→ **Instructions to follow**
Set down every entry again, exactly as it appears.

BEGIN Available data

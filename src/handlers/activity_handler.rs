use actix_web::{web, HttpResponse};
use chrono::{Duration, Utc};
use serde::Deserialize;
use serde_json::json;
use uuid::Uuid;

use crate::errors::ServiceError;
use crate::goals::ProgressEngine;
use crate::middleware::auth::Claims;
use crate::models::activity::{
    Activity, ActivityPayload, ActivityStats, StatsPeriod, TypeBreakdown,
};
use crate::store::AppStores;

#[derive(Debug, Deserialize)]
pub struct StatsQuery {
    #[serde(default)]
    pub period: StatsPeriod,
}

#[tracing::instrument(
    name = "Create activity",
    skip(payload, stores, claims),
    fields(email = %claims.email, activity_type = %payload.activity_type)
)]
pub async fn create_activity(
    payload: web::Json<ActivityPayload>,
    stores: web::Data<AppStores>,
    claims: web::ReqData<Claims>,
) -> Result<HttpResponse, ServiceError> {
    let user_id = claims
        .user_id()
        .ok_or_else(|| ServiceError::Invalid("Invalid user ID".into()))?;
    payload.validate().map_err(ServiceError::Invalid)?;

    let now = Utc::now();
    let activity = Activity {
        id: Uuid::new_v4(),
        user_id,
        activity_type: payload.activity_type,
        duration: payload.duration,
        calories: payload.calories,
        distance: payload.distance,
        notes: payload.notes.clone(),
        date: payload.date,
        created_at: now,
        updated_at: now,
    };
    stores.activities.insert(&activity).await?;

    // The activity is committed; goal refresh is best-effort from here on
    let summary = ProgressEngine::new(&stores)
        .refresh_active_goals(user_id)
        .await;
    tracing::debug!("Goal refresh after activity create: {:?}", summary);

    Ok(HttpResponse::Created().json(activity))
}

#[tracing::instrument(name = "List activities", skip(stores, claims), fields(email = %claims.email))]
pub async fn list_activities(
    stores: web::Data<AppStores>,
    claims: web::ReqData<Claims>,
) -> Result<HttpResponse, ServiceError> {
    let user_id = claims
        .user_id()
        .ok_or_else(|| ServiceError::Invalid("Invalid user ID".into()))?;
    let activities = stores.activities.list_by_user(user_id).await?;
    Ok(HttpResponse::Ok().json(activities))
}

#[tracing::instrument(name = "Get activity", skip(stores, claims), fields(email = %claims.email))]
pub async fn get_activity(
    path: web::Path<Uuid>,
    stores: web::Data<AppStores>,
    claims: web::ReqData<Claims>,
) -> Result<HttpResponse, ServiceError> {
    let user_id = claims
        .user_id()
        .ok_or_else(|| ServiceError::Invalid("Invalid user ID".into()))?;
    let activity = find_owned_activity(&stores, path.into_inner(), user_id).await?;
    Ok(HttpResponse::Ok().json(activity))
}

#[tracing::instrument(
    name = "Update activity",
    skip(payload, stores, claims),
    fields(email = %claims.email)
)]
pub async fn update_activity(
    path: web::Path<Uuid>,
    payload: web::Json<ActivityPayload>,
    stores: web::Data<AppStores>,
    claims: web::ReqData<Claims>,
) -> Result<HttpResponse, ServiceError> {
    let user_id = claims
        .user_id()
        .ok_or_else(|| ServiceError::Invalid("Invalid user ID".into()))?;
    let activity_id = path.into_inner();

    find_owned_activity(&stores, activity_id, user_id).await?;
    payload.validate().map_err(ServiceError::Invalid)?;

    let updated = stores
        .activities
        .update(activity_id, user_id, &payload)
        .await?
        .ok_or(ServiceError::NotFound("Activity"))?;

    let summary = ProgressEngine::new(&stores)
        .refresh_active_goals(user_id)
        .await;
    tracing::debug!("Goal refresh after activity update: {:?}", summary);

    Ok(HttpResponse::Ok().json(updated))
}

#[tracing::instrument(name = "Delete activity", skip(stores, claims), fields(email = %claims.email))]
pub async fn delete_activity(
    path: web::Path<Uuid>,
    stores: web::Data<AppStores>,
    claims: web::ReqData<Claims>,
) -> Result<HttpResponse, ServiceError> {
    let user_id = claims
        .user_id()
        .ok_or_else(|| ServiceError::Invalid("Invalid user ID".into()))?;
    let activity_id = path.into_inner();

    find_owned_activity(&stores, activity_id, user_id).await?;
    stores.activities.delete(activity_id, user_id).await?;

    let summary = ProgressEngine::new(&stores)
        .refresh_active_goals(user_id)
        .await;
    tracing::debug!("Goal refresh after activity delete: {:?}", summary);

    Ok(HttpResponse::Ok().json(json!({ "message": "Activity deleted successfully" })))
}

#[tracing::instrument(name = "Get activity stats", skip(stores, claims), fields(email = %claims.email))]
pub async fn get_stats(
    query: web::Query<StatsQuery>,
    stores: web::Data<AppStores>,
    claims: web::ReqData<Claims>,
) -> Result<HttpResponse, ServiceError> {
    let user_id = claims
        .user_id()
        .ok_or_else(|| ServiceError::Invalid("Invalid user ID".into()))?;
    let activities = stores.activities.list_by_user(user_id).await?;
    Ok(HttpResponse::Ok().json(compute_stats(&activities, query.period)))
}

async fn find_owned_activity(
    stores: &AppStores,
    activity_id: Uuid,
    user_id: Uuid,
) -> Result<Activity, ServiceError> {
    let activity = stores
        .activities
        .find_by_id(activity_id)
        .await?
        .ok_or(ServiceError::NotFound("Activity"))?;
    if activity.user_id != user_id {
        return Err(ServiceError::AccessDenied);
    }
    Ok(activity)
}

/// Aggregate totals and a per-type breakdown over the activities whose
/// logical date falls inside the requested period.
pub fn compute_stats(activities: &[Activity], period: StatsPeriod) -> ActivityStats {
    let cutoff = period.days().map(|days| Utc::now() - Duration::days(days));
    let mut stats = ActivityStats {
        period: period.as_str().to_string(),
        total_activities: 0,
        total_duration: 0.0,
        total_calories: 0.0,
        total_distance: 0.0,
        avg_duration: 0.0,
        by_type: Default::default(),
    };

    for activity in activities {
        if let Some(cutoff) = cutoff {
            if activity.logical_date() < cutoff {
                continue;
            }
        }
        let duration = activity.duration;
        let calories = activity.calories.unwrap_or(0.0);
        let distance = activity.distance.unwrap_or(0.0);

        stats.total_activities += 1;
        stats.total_duration += duration;
        stats.total_calories += calories;
        stats.total_distance += distance;

        let entry: &mut TypeBreakdown = stats
            .by_type
            .entry(activity.activity_type.to_string())
            .or_default();
        entry.count += 1;
        entry.total_duration += duration;
        entry.total_calories += calories;
        entry.total_distance += distance;
    }

    if stats.total_activities > 0 {
        stats.avg_duration = stats.total_duration / stats.total_activities as f64;
    }
    stats
}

END Available data

→ **Response**
filename src/handlers/activity_handler.rs
use actix_web::{web, HttpResponse};
use chrono::{Duration, Utc};
use serde::Deserialize;
use serde_json::json;
use uuid::Uuid;

use crate::errors::ServiceError;
use crate::goals::ProgressEngine;
use crate::middleware::auth::Claims;
use crate::models::activity::{
    Activity, ActivityPayload, ActivityStats, StatsPeriod, TypeBreakdown,
};
use crate::store::AppStores;

#[derive(Debug, Deserialize)]
pub struct StatsQuery {
    #[serde(default)]
    pub period: StatsPeriod,
}

#[tracing::instrument(
    name = "Create activity",
    skip(payload, stores, claims),
    fields(email = %claims.email, activity_type = %payload.activity_type)
)]
pub async fn create_activity(
    payload: web::Json<ActivityPayload>,
    stores: web::Data<AppStores>,
    claims: web::ReqData<Claims>,
) -> Result<HttpResponse, ServiceError> {
    let user_id = claims
        .user_id()
        .ok_or_else(|| ServiceError::Invalid("Invalid user ID".into()))?;
    payload.validate().map_err(ServiceError::Invalid)?;

    let now = Utc::now();
    let activity = Activity {
        id: Uuid::new_v4(),
        user_id,
        activity_type: payload.activity_type,
        duration: payload.duration,
        calories: payload.calories,
        distance: payload.distance,
        notes: payload.notes.clone(),
        date: payload.date,
        created_at: now,
        updated_at: now,
    };
    stores.activities.insert(&activity).await?;

    // The activity is committed; goal refresh is best-effort from here on
    let summary = ProgressEngine::new(&stores)
        .refresh_active_goals(user_id)
        .await;
    tracing::debug!("Goal refresh after activity create: {:?}", summary);

    Ok(HttpResponse::Created().json(activity))
}

#[tracing::instrument(name = "List activities", skip(stores, claims), fields(email = %claims.email))]
pub async fn list_activities(
    stores: web::Data<AppStores>,
    claims: web::ReqData<Claims>,
) -> Result<HttpResponse, ServiceError> {
    let user_id = claims
        .user_id()
        .ok_or_else(|| ServiceError::Invalid("Invalid user ID".into()))?;
    let activities = stores.activities.list_by_user(user_id).await?;
    Ok(HttpResponse::Ok().json(activities))
}

#[tracing::instrument(name = "Get activity", skip(stores, claims), fields(email = %claims.email))]
pub async fn get_activity(
    path: web::Path<Uuid>,
    stores: web::Data<AppStores>,
    claims: web::ReqData<Claims>,
) -> Result<HttpResponse, ServiceError> {
    let user_id = claims
        .user_id()
        .ok_or_else(|| ServiceError::Invalid("Invalid user ID".into()))?;
    let activity = find_owned_activity(&stores, path.into_inner(), user_id).await?;
    Ok(HttpResponse::Ok().json(activity))
}

#[tracing::instrument(
    name = "Update activity",
    skip(payload, stores, claims),
    fields(email = %claims.email)
)]
pub async fn update_activity(
    path: web::Path<Uuid>,
    payload: web::Json<ActivityPayload>,
    stores: web::Data<AppStores>,
    claims: web::ReqData<Claims>,
) -> Result<HttpResponse, ServiceError> {
    let user_id = claims
        .user_id()
        .ok_or_else(|| ServiceError::Invalid("Invalid user ID".into()))?;
    let activity_id = path.into_inner();

    find_owned_activity(&stores, activity_id, user_id).await?;
    payload.validate().map_err(ServiceError::Invalid)?;

    let updated = stores
        .activities
        .update(activity_id, user_id, &payload)
        .await?
        .ok_or(ServiceError::NotFound("Activity"))?;

    let summary = ProgressEngine::new(&stores)
        .refresh_active_goals(user_id)
        .await;
    tracing::debug!("Goal refresh after activity update: {:?}", summary);

    Ok(HttpResponse::Ok().json(updated))
}

#[tracing::instrument(name = "Delete activity", skip(stores, claims), fields(email = %claims.email))]
pub async fn delete_activity(
    path: web::Path<Uuid>,
    stores: web::Data<AppStores>,
    claims: web::ReqData<Claims>,
) -> Result<HttpResponse, ServiceError> {
    let user_id = claims
        .user_id()
        .ok_or_else(|| ServiceError::Invalid("Invalid user ID".into()))?;
    let activity_id = path.into_inner();

    find_owned_activity(&stores, activity_id, user_id).await?;
    stores.activities.delete(activity_id, user_id).await?;

    let summary = ProgressEngine::new(&stores)
        .refresh_active_goals(user_id)
        .await;
    tracing::debug!("Goal refresh after activity delete: {:?}", summary);

    Ok(HttpResponse::Ok().json(json!({ "message": "Activity deleted successfully" })))
}

#[tracing::instrument(name = "Get activity stats", skip(stores, claims), fields(email = %claims.email))]
pub async fn get_stats(
    query: web::Query<StatsQuery>,
    stores: web::Data<AppStores>,
    claims: web::ReqData<Claims>,
) -> Result<HttpResponse, ServiceError> {
    let user_id = claims
        .user_id()
        .ok_or_else(|| ServiceError::Invalid("Invalid user ID".into()))?;
    let activities = stores.activities.list_by_user(user_id).await?;
    Ok(HttpResponse::Ok().json(compute_stats(&activities, query.period)))
}

async fn find_owned_activity(
    stores: &AppStores,
    activity_id: Uuid,
    user_id: Uuid,
) -> Result<Activity, ServiceError> {
    let activity = stores
        .activities
        .find_by_id(activity_id)
        .await?
        .ok_or(ServiceError::NotFound("Activity"))?;
    if activity.user_id != user_id {
        return Err(ServiceError::AccessDenied);
    }
    Ok(activity)
}

/// Aggregate totals and a per-type breakdown over the activities whose
/// logical date falls inside the requested period.
pub fn compute_stats(activities: &[Activity], period: StatsPeriod) -> ActivityStats {
    let cutoff = period.days().map(|days| Utc::now() - Duration::days(days));
    let mut stats = ActivityStats {
        period: period.as_str().to_string(),
        total_activities: 0,
        total_duration: 0.0,
        total_calories: 0.0,
        total_distance: 0.0,
        avg_duration: 0.0,
        by_type: Default::default(),
    };

    for activity in activities {
        if let Some(cutoff) = cutoff {
            if activity.logical_date() < cutoff {
                continue;
            }
        }
        let duration = activity.duration;
        let calories = activity.calories.unwrap_or(0.0);
        let distance = activity.distance.unwrap_or(0.0);

        stats.total_activities += 1;
        stats.total_duration += duration;
        stats.total_calories += calories;
        stats.total_distance += distance;

        let entry: &mut TypeBreakdown = stats
            .by_type
            .entry(activity.activity_type.to_string())
            .or_default();
        entry.count += 1;
        entry.total_duration += duration;
        entry.total_calories += calories;
        entry.total_distance += distance;
    }

    if stats.total_activities > 0 {
        stats.avg_duration = stats.total_duration / stats.total_activities as f64;
    }
    stats
}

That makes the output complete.